Independent studies have also found that PRDMs could have potential in cancer diagnosis and treatment. A 2020 analysis published in the International Journal of Molecular Sciences concluded that the "current knowledge on the PRDM protein family functions […] strongly suggests a valuable potential in cancer management, including diagnosis, prognosis, and therapy."

That analysis looked at the role of PRDM genes in cancer. PRDMs are thought to control or regulate many genes associated with cancer, the researchers concluded. For instance, PRDM1 can bind to the TP53 promoter and repress its transcription, which plays a role in blood cancers, while PRDM16 inhibits epithelial mesenchymal transition (EMT) by repressing the transcription of MUC4, a gene often overexpressed in pancreatic, lung, and colon cancer, among others.

"We believe that these epigenetic changes [in PRDM genes] are the first initial changes that occur in the cancerization of the cell," Niles said. "Because we're targeting this genetic change, we're able to see the patients that have had this change occur and thus are able to select the patients that would best be able to respond to our particular type of treatments."

Ariz is planning for big moves in 2021 as the company begins to attract more attention. In 2020, Ariz was one of nine winners at Johnson and Johnson's QuickPitch competition at the 2020 JP Morgan Healthcare conference. At the 2020 BIO International Conference, Ariz was voted as the "Buzz of BIO" winner in the Technologies of Tomorrow category.

The biotech has also partnered with other pharma companies, Pennsylvania-based Keystone Nano and Indian firm Sphaera Pharma, to collaborate on studies and bring together Ariz's products with different drug delivery technologies. Ariz has partnered to pair its platform with Keystone's nanoparticle drug delivery technology, while Sphaera has helped Ariz conduct some preclinical studies, the company said.

Toward the end of 2020, Ariz secured $685,000 in seed financing in a funding round led by Moneta Ventures. This latest funding will go toward expanding the management team and advancing its PRDM-directed product candidates.

Specifically, in 2021, the company will put the raised funds toward animal studies for its lung cancer product, Niles said. Based on the results of these animal studies, Ariz plans to submit an investigational new drug (IND) application to the US Food and Drug Administration in the next year, which will enable human trials. In those trials, the company expects to focus on lung cancer patients with PRDM2 epigenetic changes. There are currently no genetic tests approved by the FDA that specifically examine PRDMs. Until a PRDM-specific test is approved, the standard is to use screenings that examine methylation, "an important event in regulation of the PRDMs," Niles explained.
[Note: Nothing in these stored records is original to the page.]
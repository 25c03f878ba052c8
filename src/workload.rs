use std::borrow::Borrow;
use std::fmt;
use std::sync::Arc;

/// The maximum allowed length for a [`WorkloadID`].
const WORKLOAD_ID_MAX_LEN: usize = 255;

#[derive(Debug, thiserror::Error)]
pub enum Error {
    #[error("invalid workload id `{0}`")]
    InvalidWorkloadID(String),
}

pub type Result<T> = std::result::Result<T, Error>;

/// A stable, opaque identifier of a monitored workload.
///
/// Two `WorkloadID`s built from the same string always compare equal, so they
/// resolve to the same publisher no matter where the caller got them from.
///
/// # Examples
///
/// ```
/// # use creo_stats::workload::WorkloadID;
/// let a = WorkloadID::new("web-1").unwrap();
/// let b = WorkloadID::new(String::from("web-1")).unwrap();
/// assert_eq!(a, b);
/// assert_eq!(a.as_ref(), "web-1");
/// ```
#[derive(Debug, Clone, PartialEq, Eq, Hash)]
pub struct WorkloadID(Arc<str>);

impl WorkloadID {
    /// Creates a new `WorkloadID` from the given raw id.
    ///
    /// # Errors
    ///
    /// Returns [`Error::InvalidWorkloadID`] if the id is empty or longer than
    /// [`WORKLOAD_ID_MAX_LEN`].
    pub fn new(src: impl AsRef<str>) -> Result<Self> {
        let src = src.as_ref();
        if src.is_empty() || src.len() > WORKLOAD_ID_MAX_LEN {
            return Err(Error::InvalidWorkloadID(src.to_owned()));
        }

        Ok(Self(src.into()))
    }
}

impl AsRef<str> for WorkloadID {
    fn as_ref(&self) -> &str {
        &self.0
    }
}

impl Borrow<str> for WorkloadID {
    fn borrow(&self) -> &str {
        &self.0
    }
}

impl fmt::Display for WorkloadID {
    fn fmt(&self, f: &mut fmt::Formatter<'_>) -> fmt::Result {
        f.write_str(&self.0)
    }
}

impl serde::Serialize for WorkloadID {
    fn serialize<S>(&self, serializer: S) -> std::result::Result<S::Ok, S::Error>
    where
        S: serde::Serializer,
    {
        serializer.serialize_str(&self.0)
    }
}

/// Identifier of the network sandbox a workload is attached to.
#[derive(Debug, Clone, PartialEq, Eq, Hash)]
pub struct SandboxID(Arc<str>);

impl SandboxID {
    pub fn new(src: impl AsRef<str>) -> Self {
        Self(src.as_ref().into())
    }
}

impl AsRef<str> for SandboxID {
    fn as_ref(&self) -> &str {
        &self.0
    }
}

impl fmt::Display for SandboxID {
    fn fmt(&self, f: &mut fmt::Formatter<'_>) -> fmt::Result {
        f.write_str(&self.0)
    }
}
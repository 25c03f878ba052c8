use std::fs::File;
use std::io::{self, BufReader};
use std::path::{Path, PathBuf};

/// Error that occurs when opening a procfs or cgroupfs file fails.
#[derive(Debug, thiserror::Error)]
#[error("failed to open file `{path}`: {source}")]
pub struct FileOpenError {
    pub path: PathBuf,
    #[source]
    pub source: io::Error,
}

impl FileOpenError {
    /// Returns `true` if the file (or one of its parents) does not exist.
    ///
    /// For cgroup and `/proc/<pid>` paths this means the workload is gone.
    pub fn is_not_found(&self) -> bool {
        self.source.kind() == io::ErrorKind::NotFound
    }
}

/// Opens a file at the given path and wraps it in a [`BufReader`].
///
/// # Errors
///
/// Returns a [`FileOpenError`] carrying the path if the file cannot be opened.
pub fn open_file_reader(path: impl AsRef<Path>) -> Result<BufReader<File>, FileOpenError> {
    let path = path.as_ref();
    let file = File::open(path).map_err(|source| FileOpenError {
        path: path.to_path_buf(),
        source,
    })?;
    Ok(BufReader::new(file))
}

/// Like [`open_file_reader`], but a missing file is `Ok(None)`.
///
/// Used for optional stat files, e.g. `memory.max` does not exist on the root cgroup.
pub fn open_optional_file_reader(
    path: impl AsRef<Path>,
) -> Result<Option<BufReader<File>>, FileOpenError> {
    match open_file_reader(path) {
        Ok(reader) => Ok(Some(reader)),
        Err(err) if err.is_not_found() => Ok(None),
        Err(err) => Err(err),
    }
}
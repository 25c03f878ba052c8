//! Parsing of the single-value cgroup v2 memory files `memory.current` and
//! `memory.max`.

use super::SingleLineStat;
use super::error::{Result, StatParseError};

/// Current memory usage of a cgroup, from `memory.current`.
#[derive(Debug, Clone, Copy, PartialEq, Eq, Default, serde::Serialize)]
pub struct MemoryUsage {
    pub usage_bytes: u64,
}

/// Memory limit of a cgroup, from `memory.max`.
///
/// `None` means the kernel reported `max`, i.e. no limit.
#[derive(Debug, Clone, Copy, PartialEq, Eq, Default, serde::Serialize)]
pub struct MemoryLimit {
    pub limit_bytes: Option<u64>,
}

fn parse_u64(value: &str) -> Result<u64> {
    value
        .parse::<u64>()
        .map_err(|source| StatParseError::InvalidValue {
            value: value.to_string(),
            source,
        })
}

impl SingleLineStat for MemoryUsage {
    fn from_value(value: &str) -> Result<Self> {
        Ok(Self {
            usage_bytes: parse_u64(value)?,
        })
    }
}

impl SingleLineStat for MemoryLimit {
    fn from_value(value: &str) -> Result<Self> {
        if value == "max" {
            return Ok(Self { limit_bytes: None });
        }
        Ok(Self {
            limit_bytes: Some(parse_u64(value)?),
        })
    }
}
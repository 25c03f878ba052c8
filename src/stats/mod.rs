//! Types describing one published resource-usage sample of a workload.
//!
//! # Main types
//!
//! - [`StatsSample`]: what subscribers receive. It combines the workload's own
//!   counters, the host-wide CPU usage of the tick that produced it, and the
//!   workload's network interface counters.
//! - [`WorkloadStats`]: point-in-time counters reported by the runtime for a
//!   single workload, parsed from cgroup v2 files.
//! - [`InterfaceCounters`]: cumulative counters of one network interface.
//!
//! Every counter is cumulative; rates are left to the consumer, which has to
//! diff two samples.

mod cpu;
mod error;
mod memory;
mod parser;

pub use cpu::CpuStat;
pub use error::{Result, StatParseError};
pub use memory::{MemoryLimit, MemoryUsage};
pub use parser::{KeyValueStat, SingleLineStat};

use crate::workload::WorkloadID;

/// Resource counters of a single workload as reported by the runtime.
#[derive(Debug, Clone, Default, PartialEq, Eq, serde::Serialize)]
pub struct WorkloadStats {
    /// CPU accounting from `cpu.stat`.
    pub cpu_stat: Option<CpuStat>,
    /// Memory usage from `memory.current`.
    pub memory_usage: Option<MemoryUsage>,
    /// Memory limit from `memory.max`.
    pub memory_limit: Option<MemoryLimit>,
}

/// Cumulative counters of one network interface.
#[derive(Debug, Clone, Default, PartialEq, Eq, serde::Serialize)]
pub struct InterfaceCounters {
    pub name: String,
    pub rx_bytes: u64,
    pub rx_packets: u64,
    pub rx_errors: u64,
    pub rx_dropped: u64,
    pub tx_bytes: u64,
    pub tx_packets: u64,
    pub tx_errors: u64,
    pub tx_dropped: u64,
}

/// One sample delivered to the subscribers of a workload.
#[derive(Debug, Clone, PartialEq, Eq, serde::Serialize)]
pub struct StatsSample {
    workload_id: WorkloadID,
    stats: WorkloadStats,
    /// Host CPU time in nanoseconds since boot. Identical for every sample of one tick.
    system_usage: u64,
    interfaces: Vec<InterfaceCounters>,
}

impl StatsSample {
    pub fn new(workload_id: WorkloadID, stats: WorkloadStats, system_usage: u64) -> Self {
        Self {
            workload_id,
            stats,
            system_usage,
            interfaces: Vec::new(),
        }
    }

    /// Attaches the workload's network interface counters.
    pub fn with_interfaces(mut self, interfaces: Vec<InterfaceCounters>) -> Self {
        self.interfaces = interfaces;
        self
    }

    pub fn workload_id(&self) -> &WorkloadID {
        &self.workload_id
    }

    pub fn stats(&self) -> &WorkloadStats {
        &self.stats
    }

    pub fn system_usage(&self) -> u64 {
        self.system_usage
    }

    pub fn interfaces(&self) -> &[InterfaceCounters] {
        &self.interfaces
    }
}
"At the same time, we want to flesh out the other opportunities, to make sure the lab work is not limited just to the lung cancer side of things or just the RNA approaches," Kazo said. "We want to make sure we're understanding the PRDM family in its totality and identifying the opportunities that are there."

The company is also planning for a Series A funding round to continue building out its other products this year. The leaders said they don't want to be limited to a single asset and are hoping to raise more funds for other pipeline candidates.

Ariz also hopes its work, along with the previous research on PRDMs' role in cancer, can convince the drug industry to consider PRDMs for precision medicine, Kazo said.

"This is one of the first times that people in the drug industry and precision medicine have recognized that this this broad class is druggable," Kazo said. "That's been our goal to tell people it's really time to look at this again in that context and we're spending a lot of time educating people on PRDMs as viable candidates."